//! Epochs and the gap-free epoch chain.
//!
//! An epoch is one 32-byte root key at one position of the account's key
//! sequence. The chain stores a contiguous run of them:
//!
//! ```text
//! oldest                      newest
//!   │                           │
//!   ▼                           ▼
//! ┌───┐   ┌───┐   ┌───┐       ┌───┐
//! │ s │ ─ │s+1│ ─ │s+2│ ─ … ─ │ n │      add() extends either end by one
//! └───┘   └───┘   └───┘       └───┘
//! ```
//!
//! # Invariants
//!
//! - A non-empty chain's sequence ids are exactly `[oldest, newest]`
//! - Epochs are immutable once added
//! - A failed `add` leaves the chain unchanged

use std::{collections::BTreeMap, fmt, str::FromStr};

use serde::{Deserialize, Deserializer, Serialize, Serializer, de};
use zeroize::Zeroize;

use crate::{
    codec::BytesCodec,
    error::{EpochChainError, LabyrinthError},
};

/// Length of every epoch root key
pub const ROOT_KEY_LENGTH: usize = 32;

/// Position of an epoch in the account's key sequence.
///
/// Travels as a canonical decimal string on the wire and in persisted state.
#[derive(Debug, Clone, Copy, PartialEq, Eq, PartialOrd, Ord, Hash, Default)]
pub struct SequenceId(u64);

impl SequenceId {
    /// Sequence id of the first epoch
    pub const GENESIS: Self = Self(0);

    /// Wrap a raw sequence number.
    pub const fn new(value: u64) -> Self {
        Self(value)
    }

    /// Raw sequence number.
    pub const fn value(self) -> u64 {
        self.0
    }

    /// Following sequence id, `None` when the sequence space is exhausted.
    pub fn next(self) -> Option<Self> {
        self.0.checked_add(1).map(Self)
    }

    /// Preceding sequence id, `None` for genesis.
    pub fn previous(self) -> Option<Self> {
        self.0.checked_sub(1).map(Self)
    }
}

impl fmt::Display for SequenceId {
    fn fmt(&self, f: &mut fmt::Formatter<'_>) -> fmt::Result {
        write!(f, "{}", self.0)
    }
}

impl FromStr for SequenceId {
    type Err = EpochChainError;

    fn from_str(s: &str) -> Result<Self, Self::Err> {
        let invalid = || EpochChainError::InvalidSequenceId { value: s.to_owned() };

        if let Some(magnitude) = s.strip_prefix('-') {
            return if !magnitude.is_empty() && magnitude.bytes().all(|b| b.is_ascii_digit()) {
                Err(EpochChainError::NegativeSequenceId)
            } else {
                Err(invalid())
            };
        }

        if s.is_empty() || !s.bytes().all(|b| b.is_ascii_digit()) {
            return Err(invalid());
        }
        // "007" and "7" would name different map keys
        if s.len() > 1 && s.starts_with('0') {
            return Err(invalid());
        }

        s.parse::<u64>().map(Self).map_err(|_| invalid())
    }
}

impl Serialize for SequenceId {
    fn serialize<S: Serializer>(&self, serializer: S) -> Result<S::Ok, S::Error> {
        serializer.collect_str(self)
    }
}

impl<'de> Deserialize<'de> for SequenceId {
    fn deserialize<D: Deserializer<'de>>(deserializer: D) -> Result<Self, D::Error> {
        let text = String::deserialize(deserializer)?;
        text.parse().map_err(de::Error::custom)
    }
}

/// One root key at one position of the chain.
///
/// The root key is zeroized on drop.
#[derive(Clone, PartialEq, Eq)]
pub struct Epoch {
    id: String,
    sequence_id: SequenceId,
    root_key: [u8; ROOT_KEY_LENGTH],
}

impl Epoch {
    /// Create an epoch from its server-assigned id.
    pub fn new(id: impl Into<String>, sequence_id: SequenceId, root_key: [u8; ROOT_KEY_LENGTH]) -> Self {
        Self { id: id.into(), sequence_id, root_key }
    }

    /// Opaque server-assigned id.
    pub fn id(&self) -> &str {
        &self.id
    }

    /// Position in the chain.
    pub fn sequence_id(&self) -> SequenceId {
        self.sequence_id
    }

    /// Shared root key.
    pub fn root_key(&self) -> &[u8; ROOT_KEY_LENGTH] {
        &self.root_key
    }
}

impl Drop for Epoch {
    fn drop(&mut self) {
        self.root_key.zeroize();
    }
}

impl fmt::Debug for Epoch {
    fn fmt(&self, f: &mut fmt::Formatter<'_>) -> fmt::Result {
        f.debug_struct("Epoch")
            .field("id", &self.id)
            .field("sequence_id", &self.sequence_id)
            .finish_non_exhaustive()
    }
}

/// Append-only, gap-free ledger of epochs keyed by sequence id.
#[derive(Debug, Clone, Default)]
pub struct EpochChain {
    epochs: BTreeMap<SequenceId, Epoch>,
}

impl EpochChain {
    /// Create an empty chain.
    pub fn new() -> Self {
        Self::default()
    }

    /// Add an epoch directly before the oldest or directly after the newest.
    ///
    /// The first epoch of an empty chain may have any sequence id.
    ///
    /// # Errors
    ///
    /// - `EpochAlreadyExists`: sequence id is already stored
    /// - `OmittedEpoch`: sequence id is not adjacent to either end
    pub fn add(&mut self, epoch: Epoch) -> Result<(), EpochChainError> {
        let sequence_id = epoch.sequence_id();
        if self.epochs.contains_key(&sequence_id) {
            return Err(EpochChainError::EpochAlreadyExists { sequence_id });
        }

        if let (Some(oldest), Some(newest)) = (self.oldest_id(), self.newest_id()) {
            let expected_older = oldest.previous();
            let expected_newer = newest.next();

            if Some(sequence_id) != expected_older && Some(sequence_id) != expected_newer {
                return Err(EpochChainError::OmittedEpoch {
                    expected_older,
                    expected_newer,
                    actual: sequence_id,
                });
            }
        }

        self.epochs.insert(sequence_id, epoch);
        debug_assert!(self.is_contiguous());
        Ok(())
    }

    /// Epoch with the given sequence id.
    ///
    /// # Errors
    ///
    /// - `EpochDoesNotExist`: not stored
    pub fn get_epoch(&self, sequence_id: SequenceId) -> Result<&Epoch, EpochChainError> {
        self.epochs.get(&sequence_id).ok_or(EpochChainError::EpochDoesNotExist { sequence_id })
    }

    /// Oldest stored epoch.
    ///
    /// # Errors
    ///
    /// - `NoEpochExists`: chain is empty
    pub fn get_oldest(&self) -> Result<&Epoch, EpochChainError> {
        self.epochs.values().next().ok_or(EpochChainError::NoEpochExists)
    }

    /// Newest stored epoch.
    ///
    /// # Errors
    ///
    /// - `NoEpochExists`: chain is empty
    pub fn get_newest(&self) -> Result<&Epoch, EpochChainError> {
        self.epochs.values().next_back().ok_or(EpochChainError::NoEpochExists)
    }

    /// Whether an epoch with this sequence id is stored.
    pub fn is_epoch_present(&self, sequence_id: SequenceId) -> bool {
        self.epochs.contains_key(&sequence_id)
    }

    /// Number of stored epochs.
    pub fn len(&self) -> usize {
        self.epochs.len()
    }

    /// Whether the chain holds no epoch.
    pub fn is_empty(&self) -> bool {
        self.epochs.is_empty()
    }

    /// Epochs from oldest to newest.
    pub fn iter(&self) -> impl Iterator<Item = &Epoch> {
        self.epochs.values()
    }

    /// Persisted form, byte fields encoded through `codec`.
    pub fn serialize(&self, codec: &impl BytesCodec) -> EpochChainSerialized {
        EpochChainSerialized {
            oldest_epoch_sequence_id: self.oldest_id(),
            newest_epoch_sequence_id: self.newest_id(),
            sequence_id_to_epoch: self
                .epochs
                .iter()
                .map(|(sequence_id, epoch)| {
                    let serialized = EpochSerialized {
                        id: epoch.id.clone(),
                        sequence_id: *sequence_id,
                        root_key: codec.encode(&epoch.root_key),
                    };
                    (sequence_id.to_string(), serialized)
                })
                .collect(),
        }
    }

    /// Restore a chain, re-validating every invariant.
    ///
    /// # Errors
    ///
    /// - `EpochChain`: map key disagrees with the embedded sequence id, the
    ///   ids leave a gap, or the persisted bounds do not match
    /// - `Codec`: a root key does not decode to 32 bytes
    pub fn deserialize(
        serialized: &EpochChainSerialized,
        codec: &impl BytesCodec,
    ) -> Result<Self, LabyrinthError> {
        let mut epochs = Vec::with_capacity(serialized.sequence_id_to_epoch.len());
        for (key, epoch) in &serialized.sequence_id_to_epoch {
            let sequence_id: SequenceId = key.parse()?;
            if sequence_id != epoch.sequence_id {
                return Err(EpochChainError::InvalidSequenceId { value: key.clone() }.into());
            }
            let root_key = codec.decode_array::<ROOT_KEY_LENGTH>(&epoch.root_key)?;
            epochs.push(Epoch::new(epoch.id.clone(), sequence_id, root_key));
        }

        // Map keys sort as strings, "10" before "9"
        epochs.sort_by_key(Epoch::sequence_id);

        let mut chain = Self::new();
        for epoch in epochs {
            chain.add(epoch)?;
        }

        if chain.oldest_id() != serialized.oldest_epoch_sequence_id
            || chain.newest_id() != serialized.newest_epoch_sequence_id
        {
            return Err(EpochChainError::BoundsMismatch {
                oldest: serialized.oldest_epoch_sequence_id,
                newest: serialized.newest_epoch_sequence_id,
            }
            .into());
        }

        Ok(chain)
    }

    fn oldest_id(&self) -> Option<SequenceId> {
        self.epochs.keys().next().copied()
    }

    fn newest_id(&self) -> Option<SequenceId> {
        self.epochs.keys().next_back().copied()
    }

    fn is_contiguous(&self) -> bool {
        match (self.oldest_id(), self.newest_id()) {
            (Some(oldest), Some(newest)) => {
                (newest.value() - oldest.value()) as usize + 1 == self.epochs.len()
            },
            _ => self.epochs.is_empty(),
        }
    }
}

/// Persisted epoch.
#[derive(Debug, Clone, PartialEq, Eq, Serialize, Deserialize)]
#[serde(rename_all = "camelCase")]
pub struct EpochSerialized {
    /// Server-assigned id
    pub id: String,
    /// Decimal sequence id
    pub sequence_id: SequenceId,
    /// Codec-encoded root key
    pub root_key: String,
}

/// Persisted epoch chain.
#[derive(Debug, Clone, PartialEq, Eq, Serialize, Deserialize)]
#[serde(rename_all = "camelCase")]
pub struct EpochChainSerialized {
    /// Newest sequence id, `None` for an empty chain
    pub newest_epoch_sequence_id: Option<SequenceId>,
    /// Oldest sequence id, `None` for an empty chain
    pub oldest_epoch_sequence_id: Option<SequenceId>,
    /// Epochs keyed by decimal sequence id
    pub sequence_id_to_epoch: BTreeMap<String, EpochSerialized>,
}
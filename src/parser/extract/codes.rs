use std::sync::LazyLock;

use regex::Regex;

use super::capture;
use crate::db::SdrRecord;

static ATA_CODE_RE: LazyLock<Regex> =
    LazyLock::new(|| Regex::new(r"\(c\)\s*JASC/ATA Code\s*:\s*(\S+)").unwrap());
static STAGE_OP_RE: LazyLock<Regex> = LazyLock::new(|| {
    Regex::new(r"(?m)\(d\)\s*Stage of Operation\s*:\s*(.+?)(?:\s{2,}|$)").unwrap()
});
// Runs to the next lettered label on the same line, usually (g).
static NATURE_COND_RE: LazyLock<Regex> = LazyLock::new(|| {
    Regex::new(r"(?m)\(f\)\s*Nature of Condition\s*:\s*([^\n]*?)\s*(?:\([a-z]\)|$)").unwrap()
});
static PRECAUTION_RE: LazyLock<Regex> = LazyLock::new(|| {
    Regex::new(r"(?m)\(g\)\s*Precautionary Procedures:\s*(.+?)(?:\s{2,}|$)").unwrap()
});

/// §2 Codes.
pub fn extract(block: &str, record: &mut SdrRecord) {
    record.jasc_code = capture(&ATA_CODE_RE, block);
    record.stage_of_operation = capture(&STAGE_OP_RE, block);
    record.nature_of_condition = capture(&NATURE_COND_RE, block);
    record.precautionary_procedure = capture(&PRECAUTION_RE, block);
}
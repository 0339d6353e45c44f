/// Tokens the FAA export uses for "no value". Matched case-sensitively.
const PLACEHOLDERS: &[&str] = &["N/A", "n/a", "NONE", "none", "-", "--"];

/// Collapse whitespace runs and trim; `None` for empty or placeholder values.
pub fn clean(raw: &str) -> Option<String> {
    let value = raw.split_whitespace().collect::<Vec<_>>().join(" ");
    if value.is_empty() || PLACEHOLDERS.contains(&value.as_str()) {
        return None;
    }
    Some(value)
}

/// `MM/DD/YYYY` → `YYYY-MM-DD`.
///
/// Anything that isn't three numeric slash-separated parts is returned
/// unchanged, so a malformed date never costs us the rest of the record.
pub fn convert_date(raw: &str) -> String {
    let parts: Vec<&str> = raw.split('/').collect();
    let numeric = |s: &str| !s.is_empty() && s.bytes().all(|b| b.is_ascii_digit());

    match parts.as_slice() {
        [month, day, year] if numeric(month) && numeric(day) && numeric(year) => {
            format!("{}-{:0>2}-{:0>2}", year, month, day)
        }
        _ => raw.to_string(),
    }
}
pub mod blocks;
pub mod extract;
pub mod normalize;
pub mod sections;

use std::path::{Path, PathBuf};

use rayon::prelude::*;
use tracing::{debug, info};

use crate::db::SdrRecord;
use crate::error::LoadError;

#[derive(Debug)]
pub struct ParsedFile {
    pub path: PathBuf,
    pub blocks: usize,
    pub records: Vec<SdrRecord>,
}

/// Two-pass pipeline: raw dump → report blocks → records.
///
/// Blocks are independent, so they are parsed in parallel; output keeps
/// source order.
pub fn parse_sdr_text(text: &str) -> (usize, Vec<SdrRecord>) {
    let blocks = blocks::split_reports(text);
    let records: Vec<SdrRecord> = blocks
        .par_iter()
        .filter_map(|block| extract::parse_block(block))
        .collect();
    debug!(
        blocks = blocks.len(),
        records = records.len(),
        "discarded {} non-report blocks",
        blocks.len() - records.len()
    );
    (blocks.len(), records)
}

/// Parse one SDR export. Invalid UTF-8 is replaced, not rejected.
pub fn parse_sdr_file(path: &Path) -> Result<ParsedFile, LoadError> {
    if !path.is_file() {
        return Err(LoadError::FileNotFound(path.to_path_buf()));
    }
    let bytes = std::fs::read(path).map_err(|source| LoadError::Read {
        path: path.to_path_buf(),
        source,
    })?;
    let text = String::from_utf8_lossy(&bytes);
    let (blocks, records) = parse_sdr_text(&text);
    info!("Parsed {}: {} blocks, {} records", path.display(), blocks, records.len());

    Ok(ParsedFile {
        path: path.to_path_buf(),
        blocks,
        records,
    })
}

/// Parse several exports in argument order. Every path is checked up front
/// so a typo in the last argument fails the run before any parsing starts.
pub fn parse_sdr_files(paths: &[PathBuf]) -> Result<Vec<ParsedFile>, LoadError> {
    if let Some(missing) = paths.iter().find(|p| !p.is_file()) {
        return Err(LoadError::FileNotFound(missing.clone()));
    }
    paths.iter().map(|p| parse_sdr_file(p)).collect()
}

// ── Tests ──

## Task objective
Repeat exactly the lines above from the one with "use crate::error::LoadError;" up to and including the one with "replaced, not rejected.". No other line belongs in the reply.

## Exercise solution
use crate::error::LoadError;

#[derive(Debug)]
pub struct ParsedFile {
    pub path: PathBuf,
    pub blocks: usize,
    pub records: Vec<SdrRecord>,
}

/// Two-pass pipeline: raw dump → report blocks → records.
///
/// Blocks are independent, so they are parsed in parallel; output keeps
/// source order.
pub fn parse_sdr_text(text: &str) -> (usize, Vec<SdrRecord>) {
    let blocks = blocks::split_reports(text);
    let records: Vec<SdrRecord> = blocks
        .par_iter()
        .filter_map(|block| extract::parse_block(block))
        .collect();
    debug!(
        blocks = blocks.len(),
        records = records.len(),
        "discarded {} non-report blocks",
        blocks.len() - records.len()
    );
    (blocks.len(), records)
}

/// Parse one SDR export. Invalid UTF-8 is replaced, not rejected.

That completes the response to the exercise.